[Stored data entries]
════
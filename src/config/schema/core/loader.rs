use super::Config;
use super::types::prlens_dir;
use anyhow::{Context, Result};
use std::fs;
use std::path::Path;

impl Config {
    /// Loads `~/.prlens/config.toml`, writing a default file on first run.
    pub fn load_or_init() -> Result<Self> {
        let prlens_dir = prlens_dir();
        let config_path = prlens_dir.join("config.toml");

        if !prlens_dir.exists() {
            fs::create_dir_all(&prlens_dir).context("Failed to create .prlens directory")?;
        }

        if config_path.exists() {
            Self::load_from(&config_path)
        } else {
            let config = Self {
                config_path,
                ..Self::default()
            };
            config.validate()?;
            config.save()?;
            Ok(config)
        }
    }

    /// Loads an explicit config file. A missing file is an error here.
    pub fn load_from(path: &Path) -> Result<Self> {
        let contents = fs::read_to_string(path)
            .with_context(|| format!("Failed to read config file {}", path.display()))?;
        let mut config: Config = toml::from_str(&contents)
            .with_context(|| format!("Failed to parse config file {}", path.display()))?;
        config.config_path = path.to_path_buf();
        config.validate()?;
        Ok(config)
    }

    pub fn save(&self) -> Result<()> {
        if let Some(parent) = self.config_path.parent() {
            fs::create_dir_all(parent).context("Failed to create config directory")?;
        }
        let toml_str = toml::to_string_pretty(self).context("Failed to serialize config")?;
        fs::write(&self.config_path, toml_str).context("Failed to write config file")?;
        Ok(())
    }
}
════
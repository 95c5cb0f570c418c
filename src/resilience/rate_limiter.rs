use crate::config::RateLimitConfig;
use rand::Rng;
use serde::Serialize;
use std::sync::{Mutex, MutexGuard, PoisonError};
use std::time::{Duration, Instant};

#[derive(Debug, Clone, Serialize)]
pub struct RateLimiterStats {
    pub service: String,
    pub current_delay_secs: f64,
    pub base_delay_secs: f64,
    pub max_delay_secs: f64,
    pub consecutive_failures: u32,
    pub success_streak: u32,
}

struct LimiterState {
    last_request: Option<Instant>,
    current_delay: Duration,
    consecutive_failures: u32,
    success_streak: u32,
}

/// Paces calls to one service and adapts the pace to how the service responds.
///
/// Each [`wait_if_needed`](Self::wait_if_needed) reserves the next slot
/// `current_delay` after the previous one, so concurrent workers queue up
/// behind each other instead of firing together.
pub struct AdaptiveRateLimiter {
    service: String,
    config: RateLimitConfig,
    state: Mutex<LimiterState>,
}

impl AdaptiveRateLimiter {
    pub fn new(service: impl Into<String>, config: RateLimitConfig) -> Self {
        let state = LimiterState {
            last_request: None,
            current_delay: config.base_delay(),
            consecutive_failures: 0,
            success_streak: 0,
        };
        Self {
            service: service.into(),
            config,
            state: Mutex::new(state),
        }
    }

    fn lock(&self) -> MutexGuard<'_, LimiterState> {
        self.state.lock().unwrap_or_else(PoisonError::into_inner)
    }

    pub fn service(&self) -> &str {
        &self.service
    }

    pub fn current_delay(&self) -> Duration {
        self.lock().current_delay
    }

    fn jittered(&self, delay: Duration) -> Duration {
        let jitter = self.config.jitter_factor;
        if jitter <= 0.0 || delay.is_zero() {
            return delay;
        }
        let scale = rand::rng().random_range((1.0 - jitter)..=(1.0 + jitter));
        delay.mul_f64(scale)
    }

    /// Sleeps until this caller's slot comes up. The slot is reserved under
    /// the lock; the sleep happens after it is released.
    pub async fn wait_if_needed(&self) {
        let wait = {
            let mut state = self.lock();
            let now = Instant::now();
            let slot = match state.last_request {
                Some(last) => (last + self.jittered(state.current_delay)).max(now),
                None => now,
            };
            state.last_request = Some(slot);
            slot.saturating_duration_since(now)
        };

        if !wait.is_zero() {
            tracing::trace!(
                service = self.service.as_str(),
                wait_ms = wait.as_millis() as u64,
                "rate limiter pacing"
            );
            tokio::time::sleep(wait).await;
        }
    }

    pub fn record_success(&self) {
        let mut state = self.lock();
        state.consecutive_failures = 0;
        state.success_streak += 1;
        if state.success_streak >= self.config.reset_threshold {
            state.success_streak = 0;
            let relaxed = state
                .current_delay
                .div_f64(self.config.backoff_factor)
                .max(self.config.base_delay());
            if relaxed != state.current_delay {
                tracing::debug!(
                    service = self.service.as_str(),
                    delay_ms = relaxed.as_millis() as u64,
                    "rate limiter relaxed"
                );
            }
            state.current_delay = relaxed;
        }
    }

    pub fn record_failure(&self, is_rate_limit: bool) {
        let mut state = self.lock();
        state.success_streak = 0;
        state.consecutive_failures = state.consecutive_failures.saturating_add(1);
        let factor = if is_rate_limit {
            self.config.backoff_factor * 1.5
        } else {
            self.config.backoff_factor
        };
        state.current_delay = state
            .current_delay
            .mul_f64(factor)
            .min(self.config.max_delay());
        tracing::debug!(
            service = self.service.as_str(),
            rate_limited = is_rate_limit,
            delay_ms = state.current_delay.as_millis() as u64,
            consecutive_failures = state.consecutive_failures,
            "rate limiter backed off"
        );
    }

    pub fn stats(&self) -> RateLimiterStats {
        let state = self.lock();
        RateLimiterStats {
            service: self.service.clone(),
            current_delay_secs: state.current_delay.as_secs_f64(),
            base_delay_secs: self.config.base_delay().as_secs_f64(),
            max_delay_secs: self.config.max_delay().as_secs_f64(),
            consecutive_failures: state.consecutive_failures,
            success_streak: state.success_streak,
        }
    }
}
════
(Exercise objective)
Only the lines above starting at the line that holds "filename src/config/schema/core/loader.rs" and ending at the line that holds "on first run." are to be repeated, exactly and in full.

(Result)
filename src/config/schema/core/loader.rs
use super::Config;
use super::types::prlens_dir;
use anyhow::{Context, Result};
use std::fs;
use std::path::Path;

impl Config {
    /// Loads `~/.prlens/config.toml`, writing a default file on first run.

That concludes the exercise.